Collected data
======

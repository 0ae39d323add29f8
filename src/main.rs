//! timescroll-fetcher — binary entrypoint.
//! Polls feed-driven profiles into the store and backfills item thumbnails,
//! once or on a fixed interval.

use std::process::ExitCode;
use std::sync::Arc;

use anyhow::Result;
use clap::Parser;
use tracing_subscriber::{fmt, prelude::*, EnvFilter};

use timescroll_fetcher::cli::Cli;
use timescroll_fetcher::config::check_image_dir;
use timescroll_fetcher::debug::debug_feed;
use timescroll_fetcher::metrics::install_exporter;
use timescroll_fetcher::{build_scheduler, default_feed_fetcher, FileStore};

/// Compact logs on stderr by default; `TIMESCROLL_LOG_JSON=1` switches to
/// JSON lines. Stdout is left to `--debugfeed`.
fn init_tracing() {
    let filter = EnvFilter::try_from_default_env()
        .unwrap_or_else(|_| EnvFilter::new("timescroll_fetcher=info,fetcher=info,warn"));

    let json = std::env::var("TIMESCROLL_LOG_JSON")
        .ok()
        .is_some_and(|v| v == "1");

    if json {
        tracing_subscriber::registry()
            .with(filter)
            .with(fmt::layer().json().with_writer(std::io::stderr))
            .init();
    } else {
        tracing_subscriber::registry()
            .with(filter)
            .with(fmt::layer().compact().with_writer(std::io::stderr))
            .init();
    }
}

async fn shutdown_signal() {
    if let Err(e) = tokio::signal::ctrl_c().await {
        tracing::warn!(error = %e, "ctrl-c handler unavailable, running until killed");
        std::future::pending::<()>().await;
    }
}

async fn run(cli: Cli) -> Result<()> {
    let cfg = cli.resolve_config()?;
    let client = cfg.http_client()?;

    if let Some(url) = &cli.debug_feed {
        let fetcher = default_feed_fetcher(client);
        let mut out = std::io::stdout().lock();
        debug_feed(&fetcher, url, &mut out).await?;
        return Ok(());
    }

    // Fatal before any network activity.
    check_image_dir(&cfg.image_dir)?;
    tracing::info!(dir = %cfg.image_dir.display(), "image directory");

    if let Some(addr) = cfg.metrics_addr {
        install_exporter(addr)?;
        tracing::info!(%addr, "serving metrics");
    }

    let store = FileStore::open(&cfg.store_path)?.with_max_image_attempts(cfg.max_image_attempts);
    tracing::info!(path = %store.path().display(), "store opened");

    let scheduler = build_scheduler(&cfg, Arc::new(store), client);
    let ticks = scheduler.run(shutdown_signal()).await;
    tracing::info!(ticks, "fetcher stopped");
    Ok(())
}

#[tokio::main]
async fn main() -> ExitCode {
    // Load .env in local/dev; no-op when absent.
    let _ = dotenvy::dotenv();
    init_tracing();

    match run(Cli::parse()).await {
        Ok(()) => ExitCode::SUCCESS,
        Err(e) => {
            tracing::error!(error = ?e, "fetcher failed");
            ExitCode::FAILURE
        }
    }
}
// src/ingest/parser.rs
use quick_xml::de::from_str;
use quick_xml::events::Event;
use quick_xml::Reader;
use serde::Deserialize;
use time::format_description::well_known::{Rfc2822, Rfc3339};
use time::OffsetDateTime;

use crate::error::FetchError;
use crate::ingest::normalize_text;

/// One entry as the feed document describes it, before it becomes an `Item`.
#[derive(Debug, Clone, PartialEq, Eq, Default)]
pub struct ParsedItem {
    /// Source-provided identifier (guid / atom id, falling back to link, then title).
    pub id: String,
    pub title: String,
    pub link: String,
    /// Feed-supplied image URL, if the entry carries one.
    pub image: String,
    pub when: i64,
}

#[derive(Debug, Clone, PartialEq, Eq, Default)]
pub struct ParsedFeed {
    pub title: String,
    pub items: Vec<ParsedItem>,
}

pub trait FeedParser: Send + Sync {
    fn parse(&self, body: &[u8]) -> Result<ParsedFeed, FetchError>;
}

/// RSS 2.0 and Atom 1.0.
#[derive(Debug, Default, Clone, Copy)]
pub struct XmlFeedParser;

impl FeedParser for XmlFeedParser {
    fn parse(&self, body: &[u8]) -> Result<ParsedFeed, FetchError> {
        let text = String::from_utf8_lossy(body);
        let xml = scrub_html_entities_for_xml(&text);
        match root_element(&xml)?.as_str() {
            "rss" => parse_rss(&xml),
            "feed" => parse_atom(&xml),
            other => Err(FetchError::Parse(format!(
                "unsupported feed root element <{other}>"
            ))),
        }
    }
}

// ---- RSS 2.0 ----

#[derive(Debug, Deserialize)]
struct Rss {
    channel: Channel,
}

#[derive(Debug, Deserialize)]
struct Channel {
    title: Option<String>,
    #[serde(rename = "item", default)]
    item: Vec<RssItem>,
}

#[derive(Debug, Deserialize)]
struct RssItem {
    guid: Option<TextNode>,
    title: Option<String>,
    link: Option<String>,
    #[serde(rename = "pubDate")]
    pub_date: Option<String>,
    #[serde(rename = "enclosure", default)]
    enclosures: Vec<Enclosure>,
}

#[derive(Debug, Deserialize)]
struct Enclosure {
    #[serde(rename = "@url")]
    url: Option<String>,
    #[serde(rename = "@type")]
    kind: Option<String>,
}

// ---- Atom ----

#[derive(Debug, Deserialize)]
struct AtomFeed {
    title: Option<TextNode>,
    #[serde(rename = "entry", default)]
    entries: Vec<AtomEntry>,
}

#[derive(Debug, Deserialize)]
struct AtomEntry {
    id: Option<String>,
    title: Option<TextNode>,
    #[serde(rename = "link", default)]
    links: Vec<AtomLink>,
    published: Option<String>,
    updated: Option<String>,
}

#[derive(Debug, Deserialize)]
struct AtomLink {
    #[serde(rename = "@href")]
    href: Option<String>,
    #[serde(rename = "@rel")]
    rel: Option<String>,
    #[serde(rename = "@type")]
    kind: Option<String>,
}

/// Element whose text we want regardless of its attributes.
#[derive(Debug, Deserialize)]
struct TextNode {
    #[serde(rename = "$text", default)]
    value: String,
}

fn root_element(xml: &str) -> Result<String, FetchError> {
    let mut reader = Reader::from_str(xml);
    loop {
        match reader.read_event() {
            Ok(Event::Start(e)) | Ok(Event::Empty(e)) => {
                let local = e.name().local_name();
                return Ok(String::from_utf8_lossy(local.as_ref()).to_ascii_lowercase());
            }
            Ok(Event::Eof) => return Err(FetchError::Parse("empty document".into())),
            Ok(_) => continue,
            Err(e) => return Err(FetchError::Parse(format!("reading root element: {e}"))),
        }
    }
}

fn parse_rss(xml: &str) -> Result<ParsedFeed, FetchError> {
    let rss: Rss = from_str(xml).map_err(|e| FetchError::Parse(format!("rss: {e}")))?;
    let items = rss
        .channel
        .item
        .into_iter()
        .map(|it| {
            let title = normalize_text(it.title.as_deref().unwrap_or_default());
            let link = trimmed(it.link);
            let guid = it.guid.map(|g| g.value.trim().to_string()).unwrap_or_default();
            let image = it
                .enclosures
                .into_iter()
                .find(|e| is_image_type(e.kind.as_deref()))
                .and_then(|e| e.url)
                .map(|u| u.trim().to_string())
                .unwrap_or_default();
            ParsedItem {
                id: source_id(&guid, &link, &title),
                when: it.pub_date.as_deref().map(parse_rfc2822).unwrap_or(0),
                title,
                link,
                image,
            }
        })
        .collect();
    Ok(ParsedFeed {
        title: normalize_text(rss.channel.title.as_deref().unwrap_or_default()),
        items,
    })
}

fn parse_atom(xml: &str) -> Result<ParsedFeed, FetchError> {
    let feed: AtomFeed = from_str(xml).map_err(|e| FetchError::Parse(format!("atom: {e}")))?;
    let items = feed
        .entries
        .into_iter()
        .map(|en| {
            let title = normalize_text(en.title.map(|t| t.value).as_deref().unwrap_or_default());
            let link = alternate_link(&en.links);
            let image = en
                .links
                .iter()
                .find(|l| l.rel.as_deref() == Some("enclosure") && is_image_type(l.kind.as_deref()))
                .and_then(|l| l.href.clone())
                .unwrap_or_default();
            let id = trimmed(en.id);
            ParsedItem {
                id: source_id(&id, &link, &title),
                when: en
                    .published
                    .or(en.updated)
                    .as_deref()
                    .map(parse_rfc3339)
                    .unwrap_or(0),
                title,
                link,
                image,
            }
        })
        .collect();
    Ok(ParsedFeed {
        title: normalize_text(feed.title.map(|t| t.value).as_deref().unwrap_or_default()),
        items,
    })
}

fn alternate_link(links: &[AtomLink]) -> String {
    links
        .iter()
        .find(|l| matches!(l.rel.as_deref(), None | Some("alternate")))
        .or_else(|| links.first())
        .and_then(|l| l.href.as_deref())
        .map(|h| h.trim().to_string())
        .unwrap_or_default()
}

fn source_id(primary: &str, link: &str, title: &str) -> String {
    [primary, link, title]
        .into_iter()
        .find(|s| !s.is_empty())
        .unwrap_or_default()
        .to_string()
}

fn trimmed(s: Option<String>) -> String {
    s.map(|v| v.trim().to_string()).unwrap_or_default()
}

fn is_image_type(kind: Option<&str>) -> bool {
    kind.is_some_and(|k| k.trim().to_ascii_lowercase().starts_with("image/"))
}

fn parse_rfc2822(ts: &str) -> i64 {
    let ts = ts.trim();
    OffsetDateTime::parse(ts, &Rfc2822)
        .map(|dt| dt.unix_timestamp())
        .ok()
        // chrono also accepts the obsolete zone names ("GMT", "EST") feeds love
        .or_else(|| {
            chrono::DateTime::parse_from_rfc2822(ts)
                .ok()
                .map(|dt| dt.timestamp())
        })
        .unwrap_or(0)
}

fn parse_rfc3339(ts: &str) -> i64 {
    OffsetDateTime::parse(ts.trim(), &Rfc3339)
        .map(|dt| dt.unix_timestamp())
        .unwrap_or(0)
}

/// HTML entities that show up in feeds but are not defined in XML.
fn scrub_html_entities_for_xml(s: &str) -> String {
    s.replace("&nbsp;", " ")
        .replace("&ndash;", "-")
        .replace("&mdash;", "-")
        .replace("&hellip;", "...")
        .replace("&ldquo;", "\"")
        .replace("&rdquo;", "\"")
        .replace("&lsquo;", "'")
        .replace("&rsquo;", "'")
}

======

=== ACTION ITEM ===
All that belongs in the answer is the run of lines above from the line containing "return Ok(());" through the line containing "let _ = dotenvy::dotenv();", exactly as written.

=== ANSWER SPACE ===
        return Ok(());
    }

    // Fatal before any network activity.
    check_image_dir(&cfg.image_dir)?;
    tracing::info!(dir = %cfg.image_dir.display(), "image directory");

    if let Some(addr) = cfg.metrics_addr {
        install_exporter(addr)?;
        tracing::info!(%addr, "serving metrics");
    }

    let store = FileStore::open(&cfg.store_path)?.with_max_image_attempts(cfg.max_image_attempts);
    tracing::info!(path = %store.path().display(), "store opened");

    let scheduler = build_scheduler(&cfg, Arc::new(store), client);
    let ticks = scheduler.run(shutdown_signal()).await;
    tracing::info!(ticks, "fetcher stopped");
    Ok(())
}

#[tokio::main]
async fn main() -> ExitCode {
    // Load .env in local/dev; no-op when absent.
    let _ = dotenvy::dotenv();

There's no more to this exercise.